▸ EXERCISE GOAL:
Please copy every line from the following entries in which the word "RecoverableSignature" appears.

▸ PROVIDED ENTRIES:
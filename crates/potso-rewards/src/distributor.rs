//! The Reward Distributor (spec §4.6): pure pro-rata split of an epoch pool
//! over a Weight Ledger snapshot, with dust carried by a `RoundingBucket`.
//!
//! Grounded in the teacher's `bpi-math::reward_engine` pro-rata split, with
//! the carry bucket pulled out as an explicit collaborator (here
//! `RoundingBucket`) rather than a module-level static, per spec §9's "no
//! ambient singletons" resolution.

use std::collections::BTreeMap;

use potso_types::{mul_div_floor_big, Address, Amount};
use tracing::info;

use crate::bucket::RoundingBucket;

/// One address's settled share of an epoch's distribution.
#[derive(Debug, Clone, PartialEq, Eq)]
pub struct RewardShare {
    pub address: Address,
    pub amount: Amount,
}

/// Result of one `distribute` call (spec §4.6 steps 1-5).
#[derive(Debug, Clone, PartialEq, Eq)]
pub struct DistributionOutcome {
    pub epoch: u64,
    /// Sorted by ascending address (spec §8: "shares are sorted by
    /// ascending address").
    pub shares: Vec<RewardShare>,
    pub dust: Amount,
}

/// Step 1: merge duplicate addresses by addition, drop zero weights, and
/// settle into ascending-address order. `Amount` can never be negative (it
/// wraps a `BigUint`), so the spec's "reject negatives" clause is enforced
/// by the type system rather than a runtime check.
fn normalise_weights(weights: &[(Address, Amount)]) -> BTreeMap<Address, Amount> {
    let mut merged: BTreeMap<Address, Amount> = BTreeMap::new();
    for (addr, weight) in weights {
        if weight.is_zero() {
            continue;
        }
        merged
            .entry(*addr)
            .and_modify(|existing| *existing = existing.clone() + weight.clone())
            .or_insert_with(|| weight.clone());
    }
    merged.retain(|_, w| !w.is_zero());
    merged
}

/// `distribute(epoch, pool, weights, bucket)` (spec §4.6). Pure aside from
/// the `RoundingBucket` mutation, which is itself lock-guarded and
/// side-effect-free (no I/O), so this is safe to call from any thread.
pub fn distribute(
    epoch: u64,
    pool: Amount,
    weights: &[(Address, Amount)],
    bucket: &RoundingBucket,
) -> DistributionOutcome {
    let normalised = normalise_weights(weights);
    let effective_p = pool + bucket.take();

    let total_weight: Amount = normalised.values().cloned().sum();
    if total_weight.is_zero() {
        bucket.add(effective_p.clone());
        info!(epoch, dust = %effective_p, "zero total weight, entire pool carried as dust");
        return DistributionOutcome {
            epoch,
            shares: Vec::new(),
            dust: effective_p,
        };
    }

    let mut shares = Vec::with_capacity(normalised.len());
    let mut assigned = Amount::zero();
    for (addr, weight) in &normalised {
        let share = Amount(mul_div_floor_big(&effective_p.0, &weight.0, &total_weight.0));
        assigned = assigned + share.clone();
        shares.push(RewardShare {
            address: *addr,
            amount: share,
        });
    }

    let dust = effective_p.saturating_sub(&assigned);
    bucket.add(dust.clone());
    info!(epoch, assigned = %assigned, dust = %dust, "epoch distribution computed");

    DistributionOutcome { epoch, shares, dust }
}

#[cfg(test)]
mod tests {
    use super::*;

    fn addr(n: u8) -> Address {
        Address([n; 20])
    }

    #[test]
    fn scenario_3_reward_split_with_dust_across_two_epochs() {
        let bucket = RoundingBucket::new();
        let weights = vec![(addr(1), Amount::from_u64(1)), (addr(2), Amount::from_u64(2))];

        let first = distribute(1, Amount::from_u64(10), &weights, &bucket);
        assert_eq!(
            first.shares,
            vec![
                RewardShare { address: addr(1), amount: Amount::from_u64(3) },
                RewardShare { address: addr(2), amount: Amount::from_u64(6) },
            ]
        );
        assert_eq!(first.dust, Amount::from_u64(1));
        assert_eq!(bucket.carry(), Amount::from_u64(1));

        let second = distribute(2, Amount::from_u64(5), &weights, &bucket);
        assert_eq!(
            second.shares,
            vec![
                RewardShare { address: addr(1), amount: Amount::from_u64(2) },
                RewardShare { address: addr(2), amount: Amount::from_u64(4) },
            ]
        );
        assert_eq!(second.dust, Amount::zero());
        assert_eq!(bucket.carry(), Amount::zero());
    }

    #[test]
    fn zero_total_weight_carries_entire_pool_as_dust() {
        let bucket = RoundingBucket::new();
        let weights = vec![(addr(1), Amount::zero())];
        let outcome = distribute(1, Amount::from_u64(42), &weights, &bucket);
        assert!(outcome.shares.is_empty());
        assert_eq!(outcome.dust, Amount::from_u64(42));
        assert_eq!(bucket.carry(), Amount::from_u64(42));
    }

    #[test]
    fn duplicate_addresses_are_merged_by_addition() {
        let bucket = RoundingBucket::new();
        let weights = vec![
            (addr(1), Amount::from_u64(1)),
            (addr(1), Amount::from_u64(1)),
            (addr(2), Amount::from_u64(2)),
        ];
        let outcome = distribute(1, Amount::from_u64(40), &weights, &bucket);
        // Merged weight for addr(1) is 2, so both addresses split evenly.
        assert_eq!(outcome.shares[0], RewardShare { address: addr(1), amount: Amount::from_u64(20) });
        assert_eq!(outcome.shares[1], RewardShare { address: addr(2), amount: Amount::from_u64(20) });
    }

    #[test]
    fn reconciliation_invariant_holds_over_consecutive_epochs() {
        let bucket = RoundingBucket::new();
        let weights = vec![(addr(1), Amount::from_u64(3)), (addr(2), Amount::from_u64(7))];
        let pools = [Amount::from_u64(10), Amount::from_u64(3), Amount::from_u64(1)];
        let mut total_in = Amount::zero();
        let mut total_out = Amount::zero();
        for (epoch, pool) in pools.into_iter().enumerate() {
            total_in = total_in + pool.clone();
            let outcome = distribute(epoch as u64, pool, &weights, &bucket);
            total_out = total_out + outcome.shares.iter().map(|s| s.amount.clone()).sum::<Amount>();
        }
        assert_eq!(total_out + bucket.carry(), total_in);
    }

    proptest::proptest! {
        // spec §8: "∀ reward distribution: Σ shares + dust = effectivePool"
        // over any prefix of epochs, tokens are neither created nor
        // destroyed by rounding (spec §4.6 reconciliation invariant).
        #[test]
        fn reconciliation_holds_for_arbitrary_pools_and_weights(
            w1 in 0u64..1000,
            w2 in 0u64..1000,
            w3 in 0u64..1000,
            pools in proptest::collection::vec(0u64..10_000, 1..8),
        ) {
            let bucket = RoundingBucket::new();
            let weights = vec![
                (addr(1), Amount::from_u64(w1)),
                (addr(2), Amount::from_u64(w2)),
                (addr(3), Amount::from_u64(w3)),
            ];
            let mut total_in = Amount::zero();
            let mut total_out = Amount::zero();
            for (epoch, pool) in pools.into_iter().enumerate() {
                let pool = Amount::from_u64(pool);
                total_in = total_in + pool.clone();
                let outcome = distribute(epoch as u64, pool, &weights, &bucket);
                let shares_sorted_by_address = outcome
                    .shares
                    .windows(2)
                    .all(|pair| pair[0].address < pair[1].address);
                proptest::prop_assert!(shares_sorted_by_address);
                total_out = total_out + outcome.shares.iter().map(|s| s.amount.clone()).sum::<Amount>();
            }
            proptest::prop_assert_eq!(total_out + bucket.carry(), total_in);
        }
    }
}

--

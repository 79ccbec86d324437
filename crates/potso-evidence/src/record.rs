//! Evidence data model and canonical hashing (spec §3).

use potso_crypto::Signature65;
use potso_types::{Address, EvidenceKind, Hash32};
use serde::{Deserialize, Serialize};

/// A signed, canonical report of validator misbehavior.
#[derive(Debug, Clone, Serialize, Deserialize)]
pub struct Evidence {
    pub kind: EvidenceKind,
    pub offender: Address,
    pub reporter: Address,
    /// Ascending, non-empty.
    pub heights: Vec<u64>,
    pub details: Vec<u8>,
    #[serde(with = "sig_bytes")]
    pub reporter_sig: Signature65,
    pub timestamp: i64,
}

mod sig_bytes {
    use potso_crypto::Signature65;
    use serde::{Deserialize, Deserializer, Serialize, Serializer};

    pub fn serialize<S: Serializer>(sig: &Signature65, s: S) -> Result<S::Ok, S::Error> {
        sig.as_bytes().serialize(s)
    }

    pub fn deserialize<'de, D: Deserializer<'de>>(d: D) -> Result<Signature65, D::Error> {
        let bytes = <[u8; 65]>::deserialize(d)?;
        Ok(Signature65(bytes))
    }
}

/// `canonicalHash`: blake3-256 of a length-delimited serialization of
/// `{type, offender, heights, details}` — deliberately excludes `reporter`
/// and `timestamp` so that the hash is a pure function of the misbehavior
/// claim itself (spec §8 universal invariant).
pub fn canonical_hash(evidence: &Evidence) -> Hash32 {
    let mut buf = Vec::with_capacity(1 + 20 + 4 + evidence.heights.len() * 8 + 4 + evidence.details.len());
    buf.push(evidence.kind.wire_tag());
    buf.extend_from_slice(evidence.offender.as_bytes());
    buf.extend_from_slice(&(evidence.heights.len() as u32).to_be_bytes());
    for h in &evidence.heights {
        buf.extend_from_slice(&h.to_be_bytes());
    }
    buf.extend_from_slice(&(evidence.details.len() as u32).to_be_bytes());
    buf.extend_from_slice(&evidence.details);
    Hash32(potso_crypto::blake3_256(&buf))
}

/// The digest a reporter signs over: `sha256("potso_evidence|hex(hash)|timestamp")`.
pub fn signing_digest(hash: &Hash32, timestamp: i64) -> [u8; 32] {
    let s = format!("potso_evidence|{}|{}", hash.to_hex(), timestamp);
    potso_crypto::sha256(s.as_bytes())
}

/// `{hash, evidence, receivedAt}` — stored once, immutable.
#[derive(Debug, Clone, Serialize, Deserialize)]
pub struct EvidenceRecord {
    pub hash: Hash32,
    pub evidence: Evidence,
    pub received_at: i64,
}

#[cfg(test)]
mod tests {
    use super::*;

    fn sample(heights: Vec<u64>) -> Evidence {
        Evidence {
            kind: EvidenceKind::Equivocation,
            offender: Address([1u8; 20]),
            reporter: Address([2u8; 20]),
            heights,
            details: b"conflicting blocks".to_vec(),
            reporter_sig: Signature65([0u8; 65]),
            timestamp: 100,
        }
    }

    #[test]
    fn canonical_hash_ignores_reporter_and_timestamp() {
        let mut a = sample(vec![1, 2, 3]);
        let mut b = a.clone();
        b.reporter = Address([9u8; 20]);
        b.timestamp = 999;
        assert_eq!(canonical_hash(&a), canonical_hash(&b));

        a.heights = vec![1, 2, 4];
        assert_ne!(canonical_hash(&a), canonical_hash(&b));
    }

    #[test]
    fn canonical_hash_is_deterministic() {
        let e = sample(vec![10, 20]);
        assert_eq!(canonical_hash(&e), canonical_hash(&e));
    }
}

==

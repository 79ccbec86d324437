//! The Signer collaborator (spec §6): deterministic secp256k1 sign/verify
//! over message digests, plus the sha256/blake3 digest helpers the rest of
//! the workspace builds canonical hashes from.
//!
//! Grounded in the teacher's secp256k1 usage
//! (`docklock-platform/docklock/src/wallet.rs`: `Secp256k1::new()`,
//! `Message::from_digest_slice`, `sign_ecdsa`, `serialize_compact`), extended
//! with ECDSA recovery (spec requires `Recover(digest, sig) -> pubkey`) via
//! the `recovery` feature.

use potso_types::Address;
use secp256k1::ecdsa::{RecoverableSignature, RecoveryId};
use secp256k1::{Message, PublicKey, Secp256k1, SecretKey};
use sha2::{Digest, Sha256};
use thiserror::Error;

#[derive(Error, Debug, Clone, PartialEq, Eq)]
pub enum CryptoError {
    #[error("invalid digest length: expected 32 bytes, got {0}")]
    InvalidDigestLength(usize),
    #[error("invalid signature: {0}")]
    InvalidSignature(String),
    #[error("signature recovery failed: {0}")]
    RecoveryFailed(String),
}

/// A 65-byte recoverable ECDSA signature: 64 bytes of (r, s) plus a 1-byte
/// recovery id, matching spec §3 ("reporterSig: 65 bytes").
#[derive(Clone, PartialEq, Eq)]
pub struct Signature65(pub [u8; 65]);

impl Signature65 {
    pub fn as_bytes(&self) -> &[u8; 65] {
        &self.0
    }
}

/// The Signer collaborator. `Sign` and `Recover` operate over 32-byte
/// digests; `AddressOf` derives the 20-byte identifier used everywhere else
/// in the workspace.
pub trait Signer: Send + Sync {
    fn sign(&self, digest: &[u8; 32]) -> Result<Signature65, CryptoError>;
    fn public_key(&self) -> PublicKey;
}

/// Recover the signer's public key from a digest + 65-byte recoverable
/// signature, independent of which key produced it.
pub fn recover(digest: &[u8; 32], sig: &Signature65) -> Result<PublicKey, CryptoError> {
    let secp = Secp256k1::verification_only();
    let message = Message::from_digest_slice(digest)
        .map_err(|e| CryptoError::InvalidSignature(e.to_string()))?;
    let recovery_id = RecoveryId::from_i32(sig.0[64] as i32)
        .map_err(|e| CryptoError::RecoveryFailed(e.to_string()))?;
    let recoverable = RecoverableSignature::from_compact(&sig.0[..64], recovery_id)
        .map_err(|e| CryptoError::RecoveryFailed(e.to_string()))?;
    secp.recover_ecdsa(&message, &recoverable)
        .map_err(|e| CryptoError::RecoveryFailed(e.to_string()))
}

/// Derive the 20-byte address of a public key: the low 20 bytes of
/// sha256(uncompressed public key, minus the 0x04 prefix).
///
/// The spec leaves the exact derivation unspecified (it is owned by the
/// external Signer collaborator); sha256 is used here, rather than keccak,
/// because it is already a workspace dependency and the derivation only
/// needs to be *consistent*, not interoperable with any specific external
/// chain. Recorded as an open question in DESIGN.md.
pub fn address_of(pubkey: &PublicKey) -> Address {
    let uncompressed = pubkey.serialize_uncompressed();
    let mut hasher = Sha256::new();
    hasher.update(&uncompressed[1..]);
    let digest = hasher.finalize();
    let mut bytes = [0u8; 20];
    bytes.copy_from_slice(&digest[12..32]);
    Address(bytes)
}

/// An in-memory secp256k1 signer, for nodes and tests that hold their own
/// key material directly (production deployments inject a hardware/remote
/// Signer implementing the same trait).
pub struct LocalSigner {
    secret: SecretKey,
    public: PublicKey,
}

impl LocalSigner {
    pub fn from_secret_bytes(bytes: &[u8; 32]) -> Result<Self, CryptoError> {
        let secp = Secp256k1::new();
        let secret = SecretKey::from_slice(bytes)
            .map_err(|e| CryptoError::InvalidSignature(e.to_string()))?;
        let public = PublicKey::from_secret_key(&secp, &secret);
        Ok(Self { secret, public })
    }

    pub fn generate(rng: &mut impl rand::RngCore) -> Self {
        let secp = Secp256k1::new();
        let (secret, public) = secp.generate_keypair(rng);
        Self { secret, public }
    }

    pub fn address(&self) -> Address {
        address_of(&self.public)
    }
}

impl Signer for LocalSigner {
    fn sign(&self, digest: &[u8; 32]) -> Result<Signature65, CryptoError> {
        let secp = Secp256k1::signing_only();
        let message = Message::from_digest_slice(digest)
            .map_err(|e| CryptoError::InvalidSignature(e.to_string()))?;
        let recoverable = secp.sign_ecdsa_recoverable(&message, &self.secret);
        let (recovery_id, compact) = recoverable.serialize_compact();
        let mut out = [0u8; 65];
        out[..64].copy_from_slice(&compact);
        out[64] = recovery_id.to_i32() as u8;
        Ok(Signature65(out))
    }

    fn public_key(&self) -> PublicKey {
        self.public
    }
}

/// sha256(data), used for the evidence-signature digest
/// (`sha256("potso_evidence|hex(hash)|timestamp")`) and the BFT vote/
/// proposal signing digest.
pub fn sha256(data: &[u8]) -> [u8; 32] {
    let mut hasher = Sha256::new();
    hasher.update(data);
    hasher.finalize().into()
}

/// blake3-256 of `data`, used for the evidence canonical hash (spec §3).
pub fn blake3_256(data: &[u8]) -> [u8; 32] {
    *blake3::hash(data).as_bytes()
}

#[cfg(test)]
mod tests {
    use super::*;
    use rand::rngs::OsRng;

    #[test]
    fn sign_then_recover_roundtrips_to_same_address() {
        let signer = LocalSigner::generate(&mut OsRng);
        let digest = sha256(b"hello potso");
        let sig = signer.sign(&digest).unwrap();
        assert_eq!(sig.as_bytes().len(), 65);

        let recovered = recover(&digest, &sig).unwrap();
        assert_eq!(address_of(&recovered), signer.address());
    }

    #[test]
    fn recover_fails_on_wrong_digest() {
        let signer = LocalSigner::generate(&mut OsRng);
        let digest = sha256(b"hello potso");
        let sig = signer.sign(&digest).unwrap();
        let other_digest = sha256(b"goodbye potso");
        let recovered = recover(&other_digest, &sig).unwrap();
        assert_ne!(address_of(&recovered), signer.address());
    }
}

▸ WORKED SOLUTION:
use secp256k1::ecdsa::{RecoverableSignature, RecoveryId};
    let recoverable = RecoverableSignature::from_compact(&sig.0[..64], recovery_id)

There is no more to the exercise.